Unnamed: 0,doc1,doc2,doc3,doc4,doc5,doc6,doc7,doc8,doc9,doc10,doc11,doc12,doc13,doc14,doc15,doc16,doc17,doc18,doc19,doc20
User1,1.009019,-0.870053,0.711105,-0.620053,-0.213541,1.370923,-0.353553,-0.370053,1.132724,-0.805073,0.044658,1.333114,-0.396447,-0.331378,0.142229,1.924646,-0.870053,0.554695,-0.847214,-0.081378
User2,-0.845577,2.526393,0.016294,1.987718,0.319151,0.336184,0.744432,1.014111,-0.724476,0.274493,0.349628,-1.227723,1.802786,1.776393,0.949043,-1.183064,2.526393,1.06066,0.483442,1.237718


## 4. Q & A

In this section we are going to answer the questions stated at the beginning of the notebook.

**Question 1:**  Which document as per weighted profile prediction User1 will like best? What is the prediction score for this document?

In [7]:
# Which document User1 is going to like best?
user1_max = user_predicted_preferences.loc['User1'].max()
user1_favorite_documents = \
    user_predicted_preferences.loc['User1'][user_predicted_preferences.loc['User1']==user1_max]
user1_favorite_documents

doc16    1.924646
Name: User1, dtype: float64

**Answer:** As per prediction User1 is going to like best **doc16** (Score: 1.9246). In case of **Basic Profile Model** doc16 also got the highest score.

In [8]:
# Content of User1 favourite document(s)
document_attributes.loc[user1_favorite_documents.index]

Unnamed: 0,baseball,economics,politics,Europe,Asia,soccer,war,security,shopping,family
doc16,1,0,0,0,0,1,0,0,1,0


**Question 2:** Which document as per weighted profile prediction User2 will like best?
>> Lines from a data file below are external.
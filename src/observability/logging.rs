//! Structured logging configuration.

use std::path::PathBuf;

use serde::{Deserialize, Serialize};
use tracing_subscriber::EnvFilter;

use crate::config::LoggingSettings;

/// Environment variable overriding the log filter.
pub const LOG_FILTER_ENV: &str = "WARDEN_LOG";
/// Environment variable overriding the log format.
pub const LOG_FORMAT_ENV: &str = "WARDEN_LOG_FORMAT";

/// Log output format.
#[derive(Debug, Clone, Copy, PartialEq, Eq, Default, Serialize, Deserialize)]
#[serde(rename_all = "lowercase")]
pub enum LogFormat {
    /// Human-readable multi-line output.
    #[default]
    Pretty,
    /// One JSON object per event.
    Json,
}

impl LogFormat {
    /// Parses a format name.
    #[must_use]
    pub fn parse(s: &str) -> Option<Self> {
        match s.trim().to_lowercase().as_str() {
            "pretty" | "text" => Some(Self::Pretty),
            "json" => Some(Self::Json),
            _ => None,
        }
    }
}

/// Resolved logging configuration.
#[derive(Debug)]
pub struct LoggingConfig {
    /// Output format.
    pub format: LogFormat,
    /// Event filter.
    pub filter: EnvFilter,
    /// Optional log file; stderr when absent.
    pub file: Option<PathBuf>,
}

impl LoggingConfig {
    /// Resolves settings, letting `WARDEN_LOG` / `RUST_LOG` and
    /// `WARDEN_LOG_FORMAT` override the configured values.
    #[must_use]
    pub fn from_settings(settings: &LoggingSettings) -> Self {
        let directive = std::env::var(LOG_FILTER_ENV)
            .or_else(|_| std::env::var(EnvFilter::DEFAULT_ENV))
            .unwrap_or_else(|_| settings.filter.clone());
        let format = std::env::var(LOG_FORMAT_ENV)
            .ok()
            .and_then(|value| LogFormat::parse(&value))
            .unwrap_or(settings.format);
        Self {
            format,
            filter: parse_filter(&directive),
            file: settings.file.clone(),
        }
    }

    /// Raises the filter to `debug` (the `--verbose` flag).
    #[must_use]
    pub fn verbose(mut self) -> Self {
        self.filter = parse_filter("debug");
        self
    }
}

/// Parses a filter directive, falling back to `info` when it is invalid.
fn parse_filter(directive: &str) -> EnvFilter {
    EnvFilter::try_new(directive).unwrap_or_else(|_| EnvFilter::new("info"))
}
//! Insert hooks.
//!
//! Collaborators may veto or augment an insert before it is validated
//! (`pre_insert`) and observe it after it commits (`post_insert`).
//!
//! | Stage | Failure |
//! |-------|---------|
//! | `pre_insert` | aborts the insert; nothing is stored |
//! | `post_insert` | logged and counted; the insert stands |

use std::sync::Arc;

use crate::Result;
use crate::models::{Identity, IdentityRecord, MetaInput, Principal};

/// The payload an insert is about to store.
///
/// Pre-insert hooks receive a clone of the caller's identity, never the
/// caller's value itself.
#[derive(Debug, Clone, PartialEq)]
pub struct InsertDraft {
    /// The identity document.
    pub identity: Identity,
    /// Initial status and resource roles.
    pub meta: MetaInput,
}

/// Extension point around [`crate::IdentityService::insert`].
pub trait InsertHook: Send + Sync {
    /// Hook name for logs.
    fn name(&self) -> &'static str;

    /// Inspects or rewrites the draft before validation.
    ///
    /// # Errors
    ///
    /// Any error vetoes the insert and is returned to the caller.
    fn pre_insert(&self, _actor: &Principal, draft: InsertDraft) -> Result<InsertDraft> {
        Ok(draft)
    }

    /// Observes a committed insert.
    ///
    /// # Errors
    ///
    /// Errors are logged and otherwise ignored.
    fn post_insert(&self, _actor: &Principal, _record: &IdentityRecord) -> Result<()> {
        Ok(())
    }
}

/// Registered hooks, run in registration order.
#[derive(Clone, Default)]
pub struct HookRegistry {
    hooks: Vec<Arc<dyn InsertHook>>,
}

impl HookRegistry {
    /// Creates an empty registry.
    #[must_use]
    pub fn new() -> Self {
        Self::default()
    }

    /// Registers a hook.
    pub fn register(&mut self, hook: Arc<dyn InsertHook>) {
        tracing::debug!(hook = hook.name(), "Registered insert hook");
        self.hooks.push(hook);
    }

    /// Number of registered hooks.
    #[must_use]
    pub fn len(&self) -> usize {
        self.hooks.len()
    }

    /// Returns `true` if no hook is registered.
    #[must_use]
    pub fn is_empty(&self) -> bool {
        self.hooks.is_empty()
    }

    /// Threads `draft` through every pre-insert hook.
    ///
    /// # Errors
    ///
    /// Returns the first hook error.
    pub fn run_pre_insert(&self, actor: &Principal, draft: InsertDraft) -> Result<InsertDraft> {
        self.hooks.iter().try_fold(draft, |draft, hook| {
            hook.pre_insert(actor, draft).inspect_err(|e| {
                tracing::warn!(hook = hook.name(), error = %e, "Pre-insert hook vetoed insert");
            })
        })
    }

    /// Runs every post-insert hook; failures are logged, never returned.
    pub fn run_post_insert(&self, actor: &Principal, record: &IdentityRecord) {
        for hook in &self.hooks {
            if let Err(e) = hook.post_insert(actor, record) {
                metrics::counter!("insert_hook_failures_total", "hook" => hook.name())
                    .increment(1);
                tracing::warn!(
                    hook = hook.name(),
                    identity.id = %record.id(),
                    error = %e,
                    "Post-insert hook failed"
                );
            }
        }
    }
}

impl std::fmt::Debug for HookRegistry {
    fn fmt(&self, f: &mut std::fmt::Formatter<'_>) -> std::fmt::Result {
        f.debug_list()
            .entries(self.hooks.iter().map(|h| h.name()))
            .finish()
    }
}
What is the prediction score for this document?

In [9]:
# Which document User2 is going to like best?
user2_max = user_predicted_preferences.loc['User2'].max()
user2_favorite_documents = \
    user_predicted_preferences.loc['User2'][user_predicted_preferences.loc['User2']==user2_max]
user2_favorite_documents

doc2     2.526393
doc17    2.526393
Name: User2, dtype: float64

**Answer:** As per prediction User2 is going to like best **doc2** and **doc17**. Both documents have got the score of 2.5264. When we used **Basic User Profile** model, we also got **doc2** and **doc17** as User2 favourites.

In [10]:
# Content of User2 favourite document(s)
document_attributes.loc[user2_favorite_documents.index]
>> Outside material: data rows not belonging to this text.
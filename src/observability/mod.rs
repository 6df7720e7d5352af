//! Observability: structured logging, metrics counters, and the event bus.
//!
//! Metrics go through the `metrics` facade and are no-ops unless the
//! embedding application installs a recorder.

mod event_bus;
mod logging;

pub use event_bus::{EventBus, FilteredReceiver, global_event_bus};
pub use logging::{LOG_FILTER_ENV, LOG_FORMAT_ENV, LogFormat, LoggingConfig};

use crate::{Error, Result};
use std::fs::{File, OpenOptions};
use std::io::{self, Write};
use std::path::Path;
use std::sync::{Arc, Mutex};
use tracing_subscriber::layer::SubscriberExt;
use tracing_subscriber::util::SubscriberInitExt;

/// Installs the global tracing subscriber.
///
/// # Errors
///
/// Returns an error if a subscriber is already installed or the log file
/// cannot be opened.
pub fn init_logging(config: LoggingConfig) -> Result<()> {
    match (&config.file, config.format) {
        (Some(log_file), LogFormat::Json) => {
            let writer = open_log_file(log_file)?;
            tracing_subscriber::registry()
                .with(
                    tracing_subscriber::fmt::layer()
                        .json()
                        .with_writer(writer)
                        .with_current_span(true)
                        .with_target(true),
                )
                .with(config.filter)
                .try_init()
                .map_err(init_error)
        },
        (Some(log_file), LogFormat::Pretty) => {
            let writer = open_log_file(log_file)?;
            tracing_subscriber::registry()
                .with(
                    tracing_subscriber::fmt::layer()
                        .with_writer(writer)
                        .with_ansi(false)
                        .with_target(true),
                )
                .with(config.filter)
                .try_init()
                .map_err(init_error)
        },
        (None, LogFormat::Json) => tracing_subscriber::registry()
            .with(
                tracing_subscriber::fmt::layer()
                    .json()
                    .with_writer(io::stderr)
                    .with_current_span(true)
                    .with_target(true),
            )
            .with(config.filter)
            .try_init()
            .map_err(init_error),
        (None, LogFormat::Pretty) => tracing_subscriber::registry()
            .with(
                tracing_subscriber::fmt::layer()
                    .pretty()
                    .with_writer(io::stderr)
                    .with_target(true),
            )
            .with(config.filter)
            .try_init()
            .map_err(init_error),
    }
}

/// Thread-safe file writer for logging.
#[derive(Clone)]
struct LogFileWriter {
    file: Arc<Mutex<File>>,
}

impl Write for LogFileWriter {
    fn write(&mut self, buf: &[u8]) -> io::Result<usize> {
        let mut guard = self
            .file
            .lock()
            .map_err(|e| io::Error::other(e.to_string()))?;
        guard.write(buf)
    }

    fn flush(&mut self) -> io::Result<()> {
        let mut guard = self
            .file
            .lock()
            .map_err(|e| io::Error::other(e.to_string()))?;
        guard.flush()
    }
}

impl<'a> tracing_subscriber::fmt::MakeWriter<'a> for LogFileWriter {
    type Writer = Self;

    fn make_writer(&'a self) -> Self::Writer {
        self.clone()
    }
}

/// Opens a log file for appending.
fn open_log_file(path: &Path) -> Result<LogFileWriter> {
    if let Some(parent) = path.parent() {
        std::fs::create_dir_all(parent).map_err(|e| Error::OperationFailed {
            operation: "create_log_dir".to_string(),
            cause: e.to_string(),
        })?;
    }

    let file = OpenOptions::new()
        .create(true)
        .append(true)
        .open(path)
        .map_err(|e| Error::OperationFailed {
            operation: "open_log_file".to_string(),
            cause: format!("{}: {}", path.display(), e),
        })?;

    Ok(LogFileWriter {
        file: Arc::new(Mutex::new(file)),
    })
}

#[allow(clippy::needless_pass_by_value)]
fn init_error(e: tracing_subscriber::util::TryInitError) -> Error {
    Error::OperationFailed {
        operation: "logging_init".to_string(),
        cause: e.to_string(),
    }
}
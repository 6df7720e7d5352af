//! Serde adapters for fields that accept a scalar or a list.
//!
//! Identity documents in the wild carry `"type": "Identity"` as often as
//! `"type": ["Identity", "Group"]`; both decode to a `Vec`.

use serde::{Deserialize, Deserializer, Serialize, Serializer};

#[derive(Deserialize)]
#[serde(untagged)]
enum OneOrMany<T> {
    One(T),
    Many(Vec<T>),
}

impl<T> From<OneOrMany<T>> for Vec<T> {
    fn from(value: OneOrMany<T>) -> Self {
        match value {
            OneOrMany::One(v) => vec![v],
            OneOrMany::Many(v) => v,
        }
    }
}

/// Deserializes a scalar or list into a `Vec`.
pub fn deserialize<'de, D, T>(deserializer: D) -> Result<Vec<T>, D::Error>
where
    D: Deserializer<'de>,
    T: Deserialize<'de>,
{
    OneOrMany::deserialize(deserializer).map(Into::into)
}

/// Serializes a single-element list as a scalar.
#[allow(clippy::ptr_arg)]
pub fn serialize<S, T>(values: &Vec<T>, serializer: S) -> Result<S::Ok, S::Error>
where
    S: Serializer,
    T: Serialize,
{
    match values.as_slice() {
        [single] => single.serialize(serializer),
        _ => values.serialize(serializer),
    }
}

/// Optional variant: absent or `null` stays `None`.
pub mod option {
    use super::OneOrMany;
    use serde::{Deserialize, Deserializer};

    /// Deserializes an optional scalar or list.
    pub fn deserialize<'de, D, T>(deserializer: D) -> Result<Option<Vec<T>>, D::Error>
    where
        D: Deserializer<'de>,
        T: Deserialize<'de>,
    {
        Option::<OneOrMany<T>>::deserialize(deserializer).map(|v| v.map(Into::into))
    }
}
Unnamed: 0,baseball,economics,politics,Europe,Asia,soccer,war,security,shopping,family
doc2,0,1,1,1,0,0,0,1,0,0
doc17,0,1,1,1,0,0,0,1,0,0


**Question 3:**  Which document is the second best for User1? What is the prediction score for this document?

In [11]:
# User1 Top 5 Documents
user_predicted_preferences.T.loc[:, ['User1']].sort_values(['User1'], ascending=False).head(5)

Unnamed: 0,User1
doc16,1.924646
doc6,1.370923
doc12,1.333114
doc9,1.132724
doc1,1.009019


**Answer:** The second best document for the User1 is **doc6**.

**Question 4:** Which document is the second best for User2? What is the prediction score for this document?

In [12]:
# User2 Top 3 Documents
user_predicted_preferences.T.loc[:, ['User2']].sort_values(['User2'], ascending=False).head(5)

Unnamed: 0,User2
doc17,2.526393
doc2,2.526393
doc4,1.987718
doc13,1.802786
doc14,1.776393


**Answer:** The second best document for the User2 is **doc4**. Please note, that **doc2** and **doc17** share the first place.

**Question 5:**  How many documents User1 will dislike?

In [13]:
user1_disliked_documents = \
    user_predicted_preferences.loc['User1'][user_predicted_preferences.loc['User1'] < 0]
len(user1_disliked_documents)

11

**Answer:** As per our prediction there are **11** documents that the User1 is not going to like.

**Question 6:** How many documents User2 will dislike?

In [14]:
user2_disliked_documents = \
    user_predicted_preferences.loc['User2'][user_predicted_preferences.loc['User2'] < 0]
len(user2_disliked_documents)

4

**Answer**: As per our prediction there are **4** documents that the User2 is not going to like.